- [Task description] Where the word "LineSeparator" shows up in the entries below, please copy the whole line.

- [The records]
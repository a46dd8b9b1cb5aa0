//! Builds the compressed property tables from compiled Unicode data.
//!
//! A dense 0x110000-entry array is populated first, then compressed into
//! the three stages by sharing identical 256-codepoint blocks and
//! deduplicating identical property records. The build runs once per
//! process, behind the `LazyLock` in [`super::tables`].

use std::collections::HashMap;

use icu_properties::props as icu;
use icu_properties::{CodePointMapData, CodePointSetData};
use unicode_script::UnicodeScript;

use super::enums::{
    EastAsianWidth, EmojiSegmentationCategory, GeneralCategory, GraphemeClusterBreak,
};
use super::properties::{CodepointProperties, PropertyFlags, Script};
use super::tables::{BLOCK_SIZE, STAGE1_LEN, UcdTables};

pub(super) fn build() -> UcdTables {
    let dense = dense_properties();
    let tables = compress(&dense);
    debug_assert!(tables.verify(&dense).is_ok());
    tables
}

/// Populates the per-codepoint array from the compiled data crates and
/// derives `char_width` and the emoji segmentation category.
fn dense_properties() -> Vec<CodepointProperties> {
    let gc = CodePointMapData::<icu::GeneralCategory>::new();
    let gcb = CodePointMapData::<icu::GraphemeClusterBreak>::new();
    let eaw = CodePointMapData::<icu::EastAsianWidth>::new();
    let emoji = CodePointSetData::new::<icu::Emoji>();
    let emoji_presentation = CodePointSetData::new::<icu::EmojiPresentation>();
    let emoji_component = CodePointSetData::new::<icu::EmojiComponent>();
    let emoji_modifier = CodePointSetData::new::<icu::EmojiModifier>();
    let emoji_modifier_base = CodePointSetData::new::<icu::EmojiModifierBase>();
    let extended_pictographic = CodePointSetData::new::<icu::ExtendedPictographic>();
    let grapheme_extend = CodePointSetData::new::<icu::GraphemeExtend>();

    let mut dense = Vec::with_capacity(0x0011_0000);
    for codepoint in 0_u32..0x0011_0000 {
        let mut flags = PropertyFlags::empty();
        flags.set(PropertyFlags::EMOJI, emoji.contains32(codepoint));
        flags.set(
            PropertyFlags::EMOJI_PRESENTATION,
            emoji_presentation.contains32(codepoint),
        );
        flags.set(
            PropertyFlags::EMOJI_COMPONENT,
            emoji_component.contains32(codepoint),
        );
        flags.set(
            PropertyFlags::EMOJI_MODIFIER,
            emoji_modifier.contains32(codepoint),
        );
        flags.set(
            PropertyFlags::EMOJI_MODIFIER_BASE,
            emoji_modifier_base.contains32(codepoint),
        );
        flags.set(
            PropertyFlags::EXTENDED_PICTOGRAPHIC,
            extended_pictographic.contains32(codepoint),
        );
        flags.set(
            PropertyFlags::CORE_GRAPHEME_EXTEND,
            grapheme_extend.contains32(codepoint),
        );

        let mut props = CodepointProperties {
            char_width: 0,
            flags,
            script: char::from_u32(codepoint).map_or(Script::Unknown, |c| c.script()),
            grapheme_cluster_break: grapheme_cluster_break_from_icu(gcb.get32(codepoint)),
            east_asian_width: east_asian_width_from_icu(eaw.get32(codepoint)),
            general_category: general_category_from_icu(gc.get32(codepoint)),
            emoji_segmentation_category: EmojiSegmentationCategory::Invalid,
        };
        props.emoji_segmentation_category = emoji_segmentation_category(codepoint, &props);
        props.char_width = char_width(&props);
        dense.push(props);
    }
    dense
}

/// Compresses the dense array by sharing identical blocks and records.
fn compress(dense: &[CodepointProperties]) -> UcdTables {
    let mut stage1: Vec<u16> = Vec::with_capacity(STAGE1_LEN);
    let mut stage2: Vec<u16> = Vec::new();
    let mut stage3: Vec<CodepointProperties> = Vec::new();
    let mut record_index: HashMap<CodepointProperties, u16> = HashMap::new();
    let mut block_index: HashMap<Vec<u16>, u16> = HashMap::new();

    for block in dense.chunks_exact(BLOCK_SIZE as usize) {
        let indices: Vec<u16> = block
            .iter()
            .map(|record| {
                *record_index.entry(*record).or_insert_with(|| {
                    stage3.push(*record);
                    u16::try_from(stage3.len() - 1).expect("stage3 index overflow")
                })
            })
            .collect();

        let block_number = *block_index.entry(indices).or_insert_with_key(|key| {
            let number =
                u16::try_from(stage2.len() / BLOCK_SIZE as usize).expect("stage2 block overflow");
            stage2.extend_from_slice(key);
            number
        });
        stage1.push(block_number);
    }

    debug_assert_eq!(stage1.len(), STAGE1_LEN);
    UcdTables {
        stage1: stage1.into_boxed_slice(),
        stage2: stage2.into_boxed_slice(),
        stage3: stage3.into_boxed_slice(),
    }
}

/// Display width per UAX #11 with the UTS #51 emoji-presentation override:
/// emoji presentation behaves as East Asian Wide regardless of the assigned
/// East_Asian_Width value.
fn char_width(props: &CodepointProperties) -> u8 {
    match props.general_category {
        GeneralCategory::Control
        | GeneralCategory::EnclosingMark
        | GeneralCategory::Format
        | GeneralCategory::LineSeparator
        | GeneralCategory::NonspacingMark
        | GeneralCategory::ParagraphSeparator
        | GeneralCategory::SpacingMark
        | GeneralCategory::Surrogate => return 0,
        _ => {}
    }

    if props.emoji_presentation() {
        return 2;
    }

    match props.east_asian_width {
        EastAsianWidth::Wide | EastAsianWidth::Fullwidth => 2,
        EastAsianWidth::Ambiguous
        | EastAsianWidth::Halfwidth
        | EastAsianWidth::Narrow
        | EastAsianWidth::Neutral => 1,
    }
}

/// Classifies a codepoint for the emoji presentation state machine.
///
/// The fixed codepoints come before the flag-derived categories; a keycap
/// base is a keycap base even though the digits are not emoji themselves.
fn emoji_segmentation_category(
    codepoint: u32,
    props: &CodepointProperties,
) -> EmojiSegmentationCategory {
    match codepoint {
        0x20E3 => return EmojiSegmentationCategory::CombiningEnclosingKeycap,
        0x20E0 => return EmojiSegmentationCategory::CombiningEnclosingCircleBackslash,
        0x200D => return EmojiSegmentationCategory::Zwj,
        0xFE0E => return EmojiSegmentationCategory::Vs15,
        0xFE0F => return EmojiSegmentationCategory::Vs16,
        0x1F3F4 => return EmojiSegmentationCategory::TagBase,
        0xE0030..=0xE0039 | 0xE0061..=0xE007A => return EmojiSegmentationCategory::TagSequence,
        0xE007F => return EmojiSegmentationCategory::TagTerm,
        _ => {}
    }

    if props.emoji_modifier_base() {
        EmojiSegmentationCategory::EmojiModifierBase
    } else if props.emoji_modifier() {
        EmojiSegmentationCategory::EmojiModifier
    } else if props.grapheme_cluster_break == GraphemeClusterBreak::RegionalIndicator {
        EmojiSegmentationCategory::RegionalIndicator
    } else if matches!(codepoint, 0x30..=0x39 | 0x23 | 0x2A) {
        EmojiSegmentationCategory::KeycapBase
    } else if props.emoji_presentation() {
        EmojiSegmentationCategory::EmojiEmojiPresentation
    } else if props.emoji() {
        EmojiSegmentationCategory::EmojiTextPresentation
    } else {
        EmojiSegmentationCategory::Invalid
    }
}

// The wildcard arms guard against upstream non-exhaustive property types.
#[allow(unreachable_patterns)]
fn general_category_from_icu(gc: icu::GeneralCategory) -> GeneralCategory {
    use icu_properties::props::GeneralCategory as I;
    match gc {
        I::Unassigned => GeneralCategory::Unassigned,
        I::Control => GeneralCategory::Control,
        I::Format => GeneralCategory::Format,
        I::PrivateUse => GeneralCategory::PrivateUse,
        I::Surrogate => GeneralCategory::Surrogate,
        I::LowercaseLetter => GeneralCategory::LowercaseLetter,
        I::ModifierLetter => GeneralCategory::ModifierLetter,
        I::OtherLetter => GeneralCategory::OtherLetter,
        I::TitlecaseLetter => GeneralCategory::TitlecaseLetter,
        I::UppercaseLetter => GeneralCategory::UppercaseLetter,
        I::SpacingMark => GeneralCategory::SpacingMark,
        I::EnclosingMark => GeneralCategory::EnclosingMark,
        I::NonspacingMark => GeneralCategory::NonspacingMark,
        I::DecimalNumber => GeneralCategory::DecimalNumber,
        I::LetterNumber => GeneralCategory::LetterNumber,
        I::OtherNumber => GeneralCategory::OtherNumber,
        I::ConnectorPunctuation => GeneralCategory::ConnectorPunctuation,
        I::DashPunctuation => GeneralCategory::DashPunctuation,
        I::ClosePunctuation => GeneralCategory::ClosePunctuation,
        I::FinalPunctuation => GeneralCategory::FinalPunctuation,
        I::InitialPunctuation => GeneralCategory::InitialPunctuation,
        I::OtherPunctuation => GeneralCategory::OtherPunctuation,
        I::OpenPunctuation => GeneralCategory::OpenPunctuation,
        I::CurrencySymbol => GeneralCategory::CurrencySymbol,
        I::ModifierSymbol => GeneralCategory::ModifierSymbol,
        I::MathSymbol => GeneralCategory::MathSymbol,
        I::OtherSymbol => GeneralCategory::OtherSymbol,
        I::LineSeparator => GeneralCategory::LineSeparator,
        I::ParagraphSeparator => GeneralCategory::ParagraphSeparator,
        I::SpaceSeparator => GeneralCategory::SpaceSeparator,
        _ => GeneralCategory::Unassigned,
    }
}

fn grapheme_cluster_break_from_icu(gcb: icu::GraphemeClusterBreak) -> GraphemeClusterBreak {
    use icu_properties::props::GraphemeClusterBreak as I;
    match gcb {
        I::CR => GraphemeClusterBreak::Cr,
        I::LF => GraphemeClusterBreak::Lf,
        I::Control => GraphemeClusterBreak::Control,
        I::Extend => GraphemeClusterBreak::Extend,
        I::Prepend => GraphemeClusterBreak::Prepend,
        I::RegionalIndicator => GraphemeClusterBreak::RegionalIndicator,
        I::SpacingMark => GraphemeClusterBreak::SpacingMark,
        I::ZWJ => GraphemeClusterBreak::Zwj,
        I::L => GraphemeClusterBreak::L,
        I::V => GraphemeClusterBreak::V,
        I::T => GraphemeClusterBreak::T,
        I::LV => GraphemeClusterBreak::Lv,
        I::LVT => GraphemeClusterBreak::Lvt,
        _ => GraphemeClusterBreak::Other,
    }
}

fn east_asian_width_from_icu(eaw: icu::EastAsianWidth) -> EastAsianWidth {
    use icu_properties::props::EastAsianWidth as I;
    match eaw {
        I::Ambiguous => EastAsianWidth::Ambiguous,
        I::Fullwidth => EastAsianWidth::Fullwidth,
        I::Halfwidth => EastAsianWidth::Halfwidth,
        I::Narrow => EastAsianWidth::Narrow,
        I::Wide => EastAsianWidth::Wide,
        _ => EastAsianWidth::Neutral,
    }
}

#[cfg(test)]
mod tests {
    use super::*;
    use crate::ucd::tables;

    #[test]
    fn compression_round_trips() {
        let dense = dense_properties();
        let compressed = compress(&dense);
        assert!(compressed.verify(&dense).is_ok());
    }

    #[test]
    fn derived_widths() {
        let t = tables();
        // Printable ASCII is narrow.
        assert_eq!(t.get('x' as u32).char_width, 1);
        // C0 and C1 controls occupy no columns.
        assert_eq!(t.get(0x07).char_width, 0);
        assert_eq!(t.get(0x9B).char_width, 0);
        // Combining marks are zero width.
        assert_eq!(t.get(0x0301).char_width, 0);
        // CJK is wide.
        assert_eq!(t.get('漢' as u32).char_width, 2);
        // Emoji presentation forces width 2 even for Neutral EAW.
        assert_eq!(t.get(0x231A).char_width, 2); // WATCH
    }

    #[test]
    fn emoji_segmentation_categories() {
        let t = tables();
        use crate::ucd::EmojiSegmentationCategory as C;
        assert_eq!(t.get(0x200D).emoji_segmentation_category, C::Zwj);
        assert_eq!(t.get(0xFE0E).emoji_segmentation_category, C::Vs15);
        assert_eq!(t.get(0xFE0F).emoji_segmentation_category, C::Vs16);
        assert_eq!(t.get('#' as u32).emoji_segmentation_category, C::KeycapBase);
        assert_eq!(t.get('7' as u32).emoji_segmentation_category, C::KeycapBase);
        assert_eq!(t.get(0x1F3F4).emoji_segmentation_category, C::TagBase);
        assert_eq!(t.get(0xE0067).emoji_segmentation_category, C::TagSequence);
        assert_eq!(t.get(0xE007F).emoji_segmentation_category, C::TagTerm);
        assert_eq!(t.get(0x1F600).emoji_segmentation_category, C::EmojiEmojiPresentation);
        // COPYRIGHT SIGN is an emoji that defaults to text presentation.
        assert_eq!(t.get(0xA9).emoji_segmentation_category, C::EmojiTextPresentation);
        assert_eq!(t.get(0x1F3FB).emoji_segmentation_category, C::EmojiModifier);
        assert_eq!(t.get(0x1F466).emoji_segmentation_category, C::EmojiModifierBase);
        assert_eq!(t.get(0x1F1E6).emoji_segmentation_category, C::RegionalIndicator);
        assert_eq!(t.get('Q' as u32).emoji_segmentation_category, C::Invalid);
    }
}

- [Expected answer]
        | GeneralCategory::LineSeparator
        I::LineSeparator => GeneralCategory::LineSeparator,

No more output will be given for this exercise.